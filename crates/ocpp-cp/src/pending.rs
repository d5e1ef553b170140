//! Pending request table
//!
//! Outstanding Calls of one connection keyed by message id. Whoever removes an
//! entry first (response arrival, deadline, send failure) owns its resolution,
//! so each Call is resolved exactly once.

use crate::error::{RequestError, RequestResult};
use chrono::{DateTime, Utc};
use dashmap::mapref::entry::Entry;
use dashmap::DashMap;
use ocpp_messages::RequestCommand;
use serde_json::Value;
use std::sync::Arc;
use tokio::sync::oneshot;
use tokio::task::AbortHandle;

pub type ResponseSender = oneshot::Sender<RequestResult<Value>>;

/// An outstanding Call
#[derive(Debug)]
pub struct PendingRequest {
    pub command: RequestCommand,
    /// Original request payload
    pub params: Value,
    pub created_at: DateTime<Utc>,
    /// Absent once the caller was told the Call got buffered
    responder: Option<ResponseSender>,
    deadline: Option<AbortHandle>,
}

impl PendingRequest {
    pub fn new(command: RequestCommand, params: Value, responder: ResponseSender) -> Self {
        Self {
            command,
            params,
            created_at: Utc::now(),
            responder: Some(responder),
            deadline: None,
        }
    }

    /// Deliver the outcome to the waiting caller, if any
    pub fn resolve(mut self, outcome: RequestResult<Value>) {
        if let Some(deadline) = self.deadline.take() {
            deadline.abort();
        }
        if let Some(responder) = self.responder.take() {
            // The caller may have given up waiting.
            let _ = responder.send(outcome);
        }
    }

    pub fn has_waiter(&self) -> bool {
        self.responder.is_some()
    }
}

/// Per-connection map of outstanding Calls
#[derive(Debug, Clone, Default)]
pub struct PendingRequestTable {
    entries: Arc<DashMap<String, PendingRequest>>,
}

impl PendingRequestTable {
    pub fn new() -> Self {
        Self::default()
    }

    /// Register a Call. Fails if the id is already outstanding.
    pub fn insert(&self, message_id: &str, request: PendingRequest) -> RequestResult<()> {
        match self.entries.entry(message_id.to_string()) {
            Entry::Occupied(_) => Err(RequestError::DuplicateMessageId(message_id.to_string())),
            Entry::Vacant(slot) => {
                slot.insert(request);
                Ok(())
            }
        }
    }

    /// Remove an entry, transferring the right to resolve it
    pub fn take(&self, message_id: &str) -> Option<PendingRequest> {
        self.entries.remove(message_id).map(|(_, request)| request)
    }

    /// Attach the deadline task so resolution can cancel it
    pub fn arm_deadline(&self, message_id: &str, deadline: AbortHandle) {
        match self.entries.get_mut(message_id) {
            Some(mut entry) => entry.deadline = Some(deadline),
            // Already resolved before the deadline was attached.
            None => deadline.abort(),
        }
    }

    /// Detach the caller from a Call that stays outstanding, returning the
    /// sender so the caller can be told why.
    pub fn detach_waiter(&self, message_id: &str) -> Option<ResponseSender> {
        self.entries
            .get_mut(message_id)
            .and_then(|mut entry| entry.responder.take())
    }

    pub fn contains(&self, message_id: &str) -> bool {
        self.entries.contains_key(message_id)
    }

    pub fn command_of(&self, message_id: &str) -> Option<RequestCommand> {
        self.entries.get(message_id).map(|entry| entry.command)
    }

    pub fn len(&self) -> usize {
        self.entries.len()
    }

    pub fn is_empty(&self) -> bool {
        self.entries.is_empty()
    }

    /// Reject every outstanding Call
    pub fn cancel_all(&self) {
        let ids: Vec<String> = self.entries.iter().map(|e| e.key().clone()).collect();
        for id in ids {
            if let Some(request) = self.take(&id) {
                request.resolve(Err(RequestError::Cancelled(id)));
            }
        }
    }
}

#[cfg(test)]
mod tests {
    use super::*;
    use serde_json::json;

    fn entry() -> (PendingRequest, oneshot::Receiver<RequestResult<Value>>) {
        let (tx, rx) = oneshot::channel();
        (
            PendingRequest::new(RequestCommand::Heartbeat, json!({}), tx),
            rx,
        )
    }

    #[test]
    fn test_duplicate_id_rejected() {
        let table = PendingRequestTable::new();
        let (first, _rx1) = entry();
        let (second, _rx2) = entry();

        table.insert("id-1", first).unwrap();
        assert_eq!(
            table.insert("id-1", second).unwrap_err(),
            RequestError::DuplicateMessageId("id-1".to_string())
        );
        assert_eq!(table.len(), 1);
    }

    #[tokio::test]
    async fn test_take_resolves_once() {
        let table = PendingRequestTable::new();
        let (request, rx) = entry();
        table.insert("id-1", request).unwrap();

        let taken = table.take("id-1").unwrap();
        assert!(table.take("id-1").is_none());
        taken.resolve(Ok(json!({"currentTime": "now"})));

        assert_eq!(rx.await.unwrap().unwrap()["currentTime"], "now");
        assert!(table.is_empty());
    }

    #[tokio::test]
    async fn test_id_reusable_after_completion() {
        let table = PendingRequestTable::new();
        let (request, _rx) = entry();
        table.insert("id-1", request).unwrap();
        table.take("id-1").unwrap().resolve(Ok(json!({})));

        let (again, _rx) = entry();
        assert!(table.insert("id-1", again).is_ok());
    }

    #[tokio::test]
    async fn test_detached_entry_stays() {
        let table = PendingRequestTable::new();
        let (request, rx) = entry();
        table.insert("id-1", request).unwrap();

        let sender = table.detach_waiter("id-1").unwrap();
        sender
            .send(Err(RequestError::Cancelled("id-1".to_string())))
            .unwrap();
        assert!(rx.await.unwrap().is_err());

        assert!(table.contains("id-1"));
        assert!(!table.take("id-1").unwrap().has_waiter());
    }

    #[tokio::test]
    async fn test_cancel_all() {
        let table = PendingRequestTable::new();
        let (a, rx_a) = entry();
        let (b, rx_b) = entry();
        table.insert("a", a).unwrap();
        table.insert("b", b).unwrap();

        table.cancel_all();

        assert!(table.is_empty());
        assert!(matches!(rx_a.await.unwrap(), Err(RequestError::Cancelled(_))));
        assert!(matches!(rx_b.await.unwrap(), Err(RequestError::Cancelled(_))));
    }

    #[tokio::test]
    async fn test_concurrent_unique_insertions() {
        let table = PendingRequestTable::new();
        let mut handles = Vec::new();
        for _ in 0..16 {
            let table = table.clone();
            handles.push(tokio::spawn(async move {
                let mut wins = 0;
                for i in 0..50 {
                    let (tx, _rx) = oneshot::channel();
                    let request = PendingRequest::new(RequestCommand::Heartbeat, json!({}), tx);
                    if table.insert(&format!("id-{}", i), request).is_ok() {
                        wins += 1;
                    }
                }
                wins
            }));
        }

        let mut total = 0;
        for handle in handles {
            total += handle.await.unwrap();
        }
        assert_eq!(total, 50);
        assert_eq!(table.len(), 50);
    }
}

+===+

Reproduce each of the records word for word.

### [Written response]
filename crates/ocpp-cp/src/pending.rs
repository d5e1ef553b170140
//! Pending request table
//!
//! Outstanding Calls of one connection keyed by message id. Whoever removes an
//! entry first (response arrival, deadline, send failure) owns its resolution,
//! so each Call is resolved exactly once.

use crate::error::{RequestError, RequestResult};
use chrono::{DateTime, Utc};
use dashmap::mapref::entry::Entry;
use dashmap::DashMap;
use ocpp_messages::RequestCommand;
use serde_json::Value;
use std::sync::Arc;
use tokio::sync::oneshot;
use tokio::task::AbortHandle;

pub type ResponseSender = oneshot::Sender<RequestResult<Value>>;

/// An outstanding Call
#[derive(Debug)]
pub struct PendingRequest {
    pub command: RequestCommand,
    /// Original request payload
    pub params: Value,
    pub created_at: DateTime<Utc>,
    /// Absent once the caller was told the Call got buffered
    responder: Option<ResponseSender>,
    deadline: Option<AbortHandle>,
}

impl PendingRequest {
    pub fn new(command: RequestCommand, params: Value, responder: ResponseSender) -> Self {
        Self {
            command,
            params,
            created_at: Utc::now(),
            responder: Some(responder),
            deadline: None,
        }
    }

    /// Deliver the outcome to the waiting caller, if any
    pub fn resolve(mut self, outcome: RequestResult<Value>) {
        if let Some(deadline) = self.deadline.take() {
            deadline.abort();
        }
        if let Some(responder) = self.responder.take() {
            // The caller may have given up waiting.
            let _ = responder.send(outcome);
        }
    }

    pub fn has_waiter(&self) -> bool {
        self.responder.is_some()
    }
}

/// Per-connection map of outstanding Calls
#[derive(Debug, Clone, Default)]
pub struct PendingRequestTable {
    entries: Arc<DashMap<String, PendingRequest>>,
}

impl PendingRequestTable {
    pub fn new() -> Self {
        Self::default()
    }

    /// Register a Call. Fails if the id is already outstanding.
    pub fn insert(&self, message_id: &str, request: PendingRequest) -> RequestResult<()> {
        match self.entries.entry(message_id.to_string()) {
            Entry::Occupied(_) => Err(RequestError::DuplicateMessageId(message_id.to_string())),
            Entry::Vacant(slot) => {
                slot.insert(request);
                Ok(())
            }
        }
    }

    /// Remove an entry, transferring the right to resolve it
    pub fn take(&self, message_id: &str) -> Option<PendingRequest> {
        self.entries.remove(message_id).map(|(_, request)| request)
    }

    /// Attach the deadline task so resolution can cancel it
    pub fn arm_deadline(&self, message_id: &str, deadline: AbortHandle) {
        match self.entries.get_mut(message_id) {
            Some(mut entry) => entry.deadline = Some(deadline),
            // Already resolved before the deadline was attached.
            None => deadline.abort(),
        }
    }

    /// Detach the caller from a Call that stays outstanding, returning the
    /// sender so the caller can be told why.
    pub fn detach_waiter(&self, message_id: &str) -> Option<ResponseSender> {
        self.entries
            .get_mut(message_id)
            .and_then(|mut entry| entry.responder.take())
    }

    pub fn contains(&self, message_id: &str) -> bool {
        self.entries.contains_key(message_id)
    }

    pub fn command_of(&self, message_id: &str) -> Option<RequestCommand> {
        self.entries.get(message_id).map(|entry| entry.command)
    }

    pub fn len(&self) -> usize {
        self.entries.len()
    }

    pub fn is_empty(&self) -> bool {
        self.entries.is_empty()
    }

    /// Reject every outstanding Call
    pub fn cancel_all(&self) {
        let ids: Vec<String> = self.entries.iter().map(|e| e.key().clone()).collect();
        for id in ids {
            if let Some(request) = self.take(&id) {
                request.resolve(Err(RequestError::Cancelled(id)));
            }
        }
    }
}

#[cfg(test)]
mod tests {
    use super::*;
    use serde_json::json;

    fn entry() -> (PendingRequest, oneshot::Receiver<RequestResult<Value>>) {
        let (tx, rx) = oneshot::channel();
        (
            PendingRequest::new(RequestCommand::Heartbeat, json!({}), tx),
            rx,
        )
    }

    #[test]
    fn test_duplicate_id_rejected() {
        let table = PendingRequestTable::new();
        let (first, _rx1) = entry();
        let (second, _rx2) = entry();

        table.insert("id-1", first).unwrap();
        assert_eq!(
            table.insert("id-1", second).unwrap_err(),
            RequestError::DuplicateMessageId("id-1".to_string())
        );
        assert_eq!(table.len(), 1);
    }

    #[tokio::test]
    async fn test_take_resolves_once() {
        let table = PendingRequestTable::new();
        let (request, rx) = entry();
        table.insert("id-1", request).unwrap();

        let taken = table.take("id-1").unwrap();
        assert!(table.take("id-1").is_none());
        taken.resolve(Ok(json!({"currentTime": "now"})));

        assert_eq!(rx.await.unwrap().unwrap()["currentTime"], "now");
        assert!(table.is_empty());
    }

    #[tokio::test]
    async fn test_id_reusable_after_completion() {
        let table = PendingRequestTable::new();
        let (request, _rx) = entry();
        table.insert("id-1", request).unwrap();
        table.take("id-1").unwrap().resolve(Ok(json!({})));

        let (again, _rx) = entry();
        assert!(table.insert("id-1", again).is_ok());
    }

    #[tokio::test]
    async fn test_detached_entry_stays() {
        let table = PendingRequestTable::new();
        let (request, rx) = entry();
        table.insert("id-1", request).unwrap();

        let sender = table.detach_waiter("id-1").unwrap();
        sender
            .send(Err(RequestError::Cancelled("id-1".to_string())))
            .unwrap();
        assert!(rx.await.unwrap().is_err());

        assert!(table.contains("id-1"));
        assert!(!table.take("id-1").unwrap().has_waiter());
    }

    #[tokio::test]
    async fn test_cancel_all() {
        let table = PendingRequestTable::new();
        let (a, rx_a) = entry();
        let (b, rx_b) = entry();
        table.insert("a", a).unwrap();
        table.insert("b", b).unwrap();

        table.cancel_all();

        assert!(table.is_empty());
        assert!(matches!(rx_a.await.unwrap(), Err(RequestError::Cancelled(_))));
        assert!(matches!(rx_b.await.unwrap(), Err(RequestError::Cancelled(_))));
    }

    #[tokio::test]
    async fn test_concurrent_unique_insertions() {
        let table = PendingRequestTable::new();
        let mut handles = Vec::new();
        for _ in 0..16 {
            let table = table.clone();
            handles.push(tokio::spawn(async move {
                let mut wins = 0;
                for i in 0..50 {
                    let (tx, _rx) = oneshot::channel();
                    let request = PendingRequest::new(RequestCommand::Heartbeat, json!({}), tx);
                    if table.insert(&format!("id-{}", i), request).is_ok() {
                        wins += 1;
                    }
                }
                wins
            }));
        }

        let mut total = 0;
        for handle in handles {
            total += handle.await.unwrap();
        }
        assert_eq!(total, 50);
        assert_eq!(table.len(), 50);
    }
}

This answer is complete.